Berenjenas en el balcón

Xavier Mas De Xaxàs

Ayer saludé por primera vez a mi vecino. Es un hombre que me asustaba un poco. Vive en la casa de enfrente, un piso por debajo del mío. Nuestra calle es estrecha, con un solo carril de circulación. Las aceras son para caminar solo o en fila. No debe de haber más de cinco metros de distancia entre mi balcón y su terraza. Es normal en este barrio de Sarrià, en Barcelona.

A pesar de vivir tan cerca, hasta ayer no había saludado a mi vecino de enfrente. Fue a las ocho de la tarde, que es cuando nos toca salir a aplaudir. Aplaudimos al personal sanitario. Es una costumbre que se ha extendido con el virus, un consuelo pero también una lata porque soy tímido y solo aplaudo en el estadio, cuando marca mi equipo. Me siento ridículo aplaudiendo en el balcón, mirándole la cara a quien no conozco.

Aún así, en pleno homenaje, yo levanté el brazo y él respondió al saludo del mismo modo. Nos miramos mientras aplaudimos.
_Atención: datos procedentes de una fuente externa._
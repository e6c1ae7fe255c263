use std::path::PathBuf;

use chrono::NaiveDate;
use clap::{Parser, Subcommand};

#[derive(Parser)]
#[command(name = "rentx")]
#[command(about = "Browse and rent cars from an offline-first local replica")]
#[command(version)]
pub struct Cli {
    #[command(subcommand)]
    pub command: Commands,

    /// Optional path to the local replica database
    #[arg(long, global = true, value_name = "PATH")]
    pub db_path: Option<PathBuf>,

    /// Optional path to the client config file
    #[arg(long, global = true, value_name = "PATH")]
    pub config: Option<PathBuf>,
}

#[derive(Subcommand)]
pub enum Commands {
    /// List cars from the local replica
    Cars {
        /// Number of cars to show
        #[arg(short, long)]
        limit: Option<usize>,
        /// Output as JSON
        #[arg(long)]
        json: bool,
    },
    /// Show one car, refreshing its detail when online
    Car {
        /// Car ID
        id: String,
        /// Output as JSON
        #[arg(long)]
        json: bool,
    },
    /// Show or edit the cached user profile
    Profile {
        #[command(subcommand)]
        command: ProfileCommands,
    },
    /// Run one sync round against the server
    Sync,
    /// Keep syncing on reconnects until interrupted
    Watch,
    /// Rent a car for the given dates (requires a connection)
    Rent {
        /// Car ID
        car_id: String,
        /// User ID of the renter
        #[arg(long, value_name = "ID")]
        user: String,
        /// Rental dates (YYYY-MM-DD), repeatable
        #[arg(long = "date", value_name = "DATE", required = true)]
        dates: Vec<NaiveDate>,
    },
    /// Show replica and connectivity status
    Status {
        /// Output as JSON
        #[arg(long)]
        json: bool,
    },
    /// Inspect or update the client config
    Config {
        #[command(subcommand)]
        command: ConfigCommands,
    },
}

#[derive(Subcommand)]
pub enum ProfileCommands {
    /// Show cached profiles
    Show {
        /// Output as JSON
        #[arg(long)]
        json: bool,
    },
    /// Edit a profile locally; the edit is pushed on the next sync
    Edit {
        /// User ID
        id: String,
        #[arg(long)]
        name: Option<String>,
        #[arg(long, value_name = "NUMBER")]
        driver_license: Option<String>,
        #[arg(long, value_name = "URL")]
        avatar: Option<String>,
    },
}

#[derive(Subcommand)]
pub enum ConfigCommands {
    /// Print the effective config
    Show,
    /// Update config values and save
    Set {
        /// API base URL (e.g. <https://api.rentx.dev>)
        #[arg(long, value_name = "URL")]
        api_url: Option<String>,
        /// Request timeout in seconds
        #[arg(long, value_name = "SECS")]
        timeout: Option<u64>,
        /// Reachability probe interval in seconds
        #[arg(long, value_name = "SECS")]
        probe_interval: Option<u64>,
        /// Sync when `watch` starts while online
        #[arg(long, value_name = "BOOL")]
        sync_on_start: Option<bool>,
        /// Bearer token for authenticated requests
        #[arg(long, value_name = "TOKEN")]
        access_token: Option<String>,
    },
}
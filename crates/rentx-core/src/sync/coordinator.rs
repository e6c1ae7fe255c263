//! Sync coordinator: bounded pull → apply → push rounds, one at a time.

use std::sync::atomic::{AtomicBool, AtomicUsize, Ordering};
use std::time::Instant;

use tokio::sync::watch;

use super::{RoundPhase, RoundReport, RoundSummary, SkipReason, SyncError};
use crate::connectivity::ConnectivityMonitor;
use crate::models::{Checkpoint, TableChanges, User};
use crate::remote::RemoteGateway;
use crate::state::SyncState;
use crate::store::LocalStore;

/// How many rounds were requested and what became of them
#[derive(Debug, Clone, Copy, Default, PartialEq, Eq)]
pub struct RoundCounters {
    pub started: usize,
    pub skipped_in_flight: usize,
    pub skipped_offline: usize,
    pub failed: usize,
}

#[derive(Default)]
struct Counters {
    started: AtomicUsize,
    skipped_in_flight: AtomicUsize,
    skipped_offline: AtomicUsize,
    failed: AtomicUsize,
}

/// Owns the in-flight flag and runs sync rounds against one store
///
/// Share it behind an `Arc`; concurrent `run_round` calls are safe and all
/// but one of them return [`SkipReason::InFlight`].
pub struct SyncCoordinator<G> {
    store: LocalStore,
    gateway: G,
    connectivity: ConnectivityMonitor,
    in_flight: AtomicBool,
    state: watch::Sender<SyncState>,
    counters: Counters,
}

/// Clears the in-flight flag when the round ends, whatever the outcome
struct InFlightGuard<'a> {
    flag: &'a AtomicBool,
}

impl<'a> InFlightGuard<'a> {
    fn acquire(flag: &'a AtomicBool) -> Option<Self> {
        flag.compare_exchange(false, true, Ordering::AcqRel, Ordering::Acquire)
            .ok()
            .map(|_| Self { flag })
    }
}

impl Drop for InFlightGuard<'_> {
    fn drop(&mut self) {
        self.flag.store(false, Ordering::Release);
    }
}

/// Execution context of a single round
struct SyncRound {
    phase: RoundPhase,
    started_at: Instant,
}

impl SyncRound {
    fn new() -> Self {
        Self {
            phase: RoundPhase::Created,
            started_at: Instant::now(),
        }
    }

    fn advance(&mut self, next: RoundPhase) {
        tracing::debug!("Sync round {} -> {}", self.phase, next);
        self.phase = next;
    }
}

impl<G: RemoteGateway> SyncCoordinator<G> {
    pub fn new(store: LocalStore, gateway: G, connectivity: ConnectivityMonitor) -> Self {
        let initial = if connectivity.is_connected() {
            SyncState::Synced
        } else {
            SyncState::Offline
        };
        let (state, _rx) = watch::channel(initial);

        Self {
            store,
            gateway,
            connectivity,
            in_flight: AtomicBool::new(false),
            state,
            counters: Counters::default(),
        }
    }

    pub const fn store(&self) -> &LocalStore {
        &self.store
    }

    pub const fn gateway(&self) -> &G {
        &self.gateway
    }

    pub const fn connectivity(&self) -> &ConnectivityMonitor {
        &self.connectivity
    }

    pub fn is_in_flight(&self) -> bool {
        self.in_flight.load(Ordering::Acquire)
    }

    pub fn state(&self) -> SyncState {
        *self.state.borrow()
    }

    /// Receiver notified whenever the sync status changes
    pub fn subscribe_state(&self) -> watch::Receiver<SyncState> {
        self.state.subscribe()
    }

    pub fn counters(&self) -> RoundCounters {
        RoundCounters {
            started: self.counters.started.load(Ordering::Acquire),
            skipped_in_flight: self.counters.skipped_in_flight.load(Ordering::Acquire),
            skipped_offline: self.counters.skipped_offline.load(Ordering::Acquire),
            failed: self.counters.failed.load(Ordering::Acquire),
        }
    }

    /// Run one sync round
    ///
    /// Returns `Ok(Skipped)` without touching the network when a round is
    /// already running or the device is not known to be online. A failed
    /// push is reported inside the summary; the edits stay queued for the
    /// next round.
    pub async fn run_round(&self) -> Result<RoundReport, SyncError> {
        let Some(_guard) = InFlightGuard::acquire(&self.in_flight) else {
            tracing::debug!("Sync round already in flight; skipping");
            self.counters.skipped_in_flight.fetch_add(1, Ordering::AcqRel);
            return Ok(RoundReport::Skipped(SkipReason::InFlight));
        };

        if !self.connectivity.is_connected() {
            tracing::debug!("Connectivity is {}; skipping sync round", self.connectivity.current());
            self.counters.skipped_offline.fetch_add(1, Ordering::AcqRel);
            self.publish(SyncState::Offline);
            return Ok(RoundReport::Skipped(SkipReason::Offline));
        }

        self.counters.started.fetch_add(1, Ordering::AcqRel);
        self.publish(SyncState::Syncing);

        let mut round = SyncRound::new();
        match self.execute(&mut round).await {
            Ok(summary) => {
                round.advance(RoundPhase::Completed);
                tracing::info!(
                    "Sync round completed in {:?}: checkpoint {} -> {}, {} changes applied, {} edits pushed",
                    round.started_at.elapsed(),
                    summary.from,
                    summary.to,
                    summary.applied.total(),
                    summary.pushed
                );
                self.publish(SyncState::Synced);
                Ok(RoundReport::Completed(summary))
            }
            Err(error) => {
                round.advance(RoundPhase::Failed);
                self.counters.failed.fetch_add(1, Ordering::AcqRel);
                if error.is_transient() {
                    tracing::warn!("Sync round failed: {}", error);
                } else {
                    tracing::error!("Sync round failed: {}", error);
                }
                self.publish(SyncState::Error);
                Err(error)
            }
        }
    }

    async fn execute(&self, round: &mut SyncRound) -> Result<RoundSummary, SyncError> {
        let from = self.store.checkpoint().await.map_err(SyncError::ApplyFailed)?;

        round.advance(RoundPhase::Pulling);
        let response = self
            .gateway
            .pull(from)
            .await
            .map_err(SyncError::RemoteUnavailable)?;
        let to = response.checkpoint();

        round.advance(RoundPhase::Applying);
        let applied = self
            .store
            .apply_changes(&response.changes, to)
            .await
            .map_err(SyncError::ApplyFailed)?;

        round.advance(RoundPhase::Pushing);
        let (pushed, push_error) = match self.push_pending().await {
            Ok(pushed) => (pushed, None),
            Err(error) => {
                tracing::warn!("{}; local edits stay queued", error);
                (0, Some(error))
            }
        };

        Ok(RoundSummary {
            from,
            to,
            applied,
            pushed,
            push_error,
        })
    }

    /// Push queued edits; acknowledged ones leave the queue
    async fn push_pending(&self) -> Result<usize, SyncError> {
        let pending = self
            .store
            .pending_mutations()
            .await
            .map_err(|error| SyncError::PushFailed(error.to_string()))?;
        if pending.is_empty() {
            return Ok(0);
        }

        let users = TableChanges::<User> {
            updated: pending.iter().map(|mutation| mutation.payload.clone()).collect(),
            ..TableChanges::default()
        };
        tracing::debug!("Pushing {} local edits", users.len());

        self.gateway
            .push(&users)
            .await
            .map_err(|error| SyncError::PushFailed(error.to_string()))?;

        self.store
            .acknowledge(&pending)
            .await
            .map_err(|error| SyncError::PushFailed(error.to_string()))
    }

    /// Checkpoint the next round will pull from
    pub async fn checkpoint(&self) -> crate::Result<Checkpoint> {
        self.store.checkpoint().await
    }

    fn publish(&self, next: SyncState) {
        self.state.send_if_modified(|current| {
            if *current == next {
                false
            } else {
                *current = next;
                true
            }
        });
    }
}
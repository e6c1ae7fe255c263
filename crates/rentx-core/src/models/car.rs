//! Car model

use serde::{Deserialize, Serialize};

/// Shown in place of a price the replica does not know yet
pub const PRICE_PLACEHOLDER: &str = "--";

/// A car accessory (e.g. speed, acceleration, seats)
#[derive(Debug, Clone, PartialEq, Serialize, Deserialize)]
pub struct Accessory {
    pub id: String,
    /// Accessory category used by the client to pick an icon
    #[serde(rename = "type")]
    pub kind: String,
    pub name: String,
}

/// A single photo in a car's gallery
#[derive(Debug, Clone, PartialEq, Eq, Serialize, Deserialize)]
pub struct CarPhoto {
    pub id: String,
    pub photo: String,
}

/// Locally cached projection of a rentable car
///
/// `accessories` and `photos` are only present once a live detail fetch has
/// hydrated them; the sync pull carries the list-level fields only.
#[derive(Debug, Clone, PartialEq, Serialize, Deserialize)]
pub struct Car {
    pub id: String,
    #[serde(default)]
    pub name: String,
    #[serde(default)]
    pub brand: String,
    #[serde(default)]
    pub about: String,
    /// Rent period label, e.g. "Ao dia"
    #[serde(default)]
    pub period: String,
    /// Daily rate
    #[serde(default)]
    pub price: Option<f64>,
    #[serde(default)]
    pub fuel_type: String,
    #[serde(default)]
    pub thumbnail: String,
    #[serde(default, skip_serializing_if = "Option::is_none")]
    pub accessories: Option<Vec<Accessory>>,
    #[serde(default, skip_serializing_if = "Option::is_none")]
    pub photos: Option<Vec<CarPhoto>>,
}

impl Car {
    /// Formatted daily price, or the placeholder when the price is unknown
    #[must_use]
    pub fn price_label(&self) -> String {
        self.price.map_or_else(
            || PRICE_PLACEHOLDER.to_string(),
            |price| format!("R$ {price}"),
        )
    }

    /// Photo URLs for the gallery, falling back to the thumbnail
    #[must_use]
    pub fn gallery(&self) -> Vec<String> {
        match &self.photos {
            Some(photos) if !photos.is_empty() => {
                photos.iter().map(|photo| photo.photo.clone()).collect()
            }
            _ => vec![self.thumbnail.clone()],
        }
    }

    /// Whether a detail fetch has filled in accessories and photos
    #[must_use]
    pub const fn is_hydrated(&self) -> bool {
        self.accessories.is_some() && self.photos.is_some()
    }

    /// Total rent for the given number of days
    #[must_use]
    #[allow(clippy::cast_precision_loss)]
    pub fn rental_total(&self, days: usize) -> Option<f64> {
        self.price.map(|price| price * days as f64)
    }
}

#[cfg(test)]
pub(crate) mod fixtures {
    use super::*;

    pub fn car(id: &str, name: &str) -> Car {
        Car {
            id: id.to_string(),
            name: name.to_string(),
            brand: "Audi".to_string(),
            about: "Fast".to_string(),
            period: "Ao dia".to_string(),
            price: Some(120.0),
            fuel_type: "gasoline_motor".to_string(),
            thumbnail: format!("https://cdn.rentx.dev/{id}.png"),
            accessories: None,
            photos: None,
        }
    }
}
Fue la primera vez que nos miramos a la cara. Hasta ahora lo habíamos hecho de manera esquiva. Nos espiábamos.

El vecino es un hombre fácil de espiar porque pasa la mayor parte del día en la terraza. No me refiero a estos días de confinamiento sino siempre o, mejor dicho, desde hace cinco años, cuando cerró la papelería y empezó su vida de jubilado. Lo he visto a las seis de la mañana sentado en su gran balcón, fumando una pipa, envuelto en una manta, haciendo solitarios y lo he visto también a las once de la noche haciendo exactamente lo mismo.

Su papelería era muy pequeña y también vendía periódicos y revistas. Se llamaba Bambi y estaba en nuestra misma calle. Gabriel García Márquez compraba allí sus bolígrafos, papeles y periódicos. Cuando vivió en Barcelona, Gabo tuvo un piso en la calle de arriba y bajaba a la papelería Bambi con su mono de trabajo. Yo entonces no vivía en el barrio. Me lo ha contado una vecina, una vecina con la que apenas cruzaba los habituales saludos de cortesía hasta que el confinamiento nos ha forzado a contarnos más cosas en la cola del pan. En Barcelona, como en tantas otras ciudades españolas, las colas del pan nos recuerdan a la postguerra, un tiempo de miseria y vergüenza, y pienso que la pandemia tiene algo de aquella época.

En todo caso, ahora sé que la vecina del pan se llama Rosa y que el hombre de la terraza de enfrente se llama Jordi. Jordi tiene 72 años y cuatro nietos. Su mujer cocina berenjenas rellenas y Jordi, todo orgullo y machismo, me grita desde el balcón que su mujer le cocina de maravilla, que en todos estos días de encierro no ha repetido ni un plato.

El padre de Jordi era un militar franquista. No es nada habitual ser catalán, militar y franquista. También es muy católico. Su mujer-cocinera se llama Merche y también es muy católica. Colgó un crespón negro nada más arrancar el confinamiento. Dice que está de luto por el mundo. Dice que el virus es una señal de la decadencia del mundo.

Esto lo dijo el viernes pasado y nada más propagar el mal agüero desde su terraza, la vecina del ático, una rubia platino que aún no sé como se llama, puso Queen a todo volumen. “Por Dios Cristo, que hoy es viernes santo” salió Merche gritando a los cuatro vientos. Pero Freddy Mercury se había subido entonces a lo más alto de la canción “Another one bites de dust”, que otro muerda el polvo, un tema que encontré muy apropiado. Pensé que a Jesús le hubiera ido bien mientras acarreaba la cruz camino del Golgota.

Mañana volveré a salir al balcón a ver si veo a Jordi. Esperaré a que esta vez me salude él primero.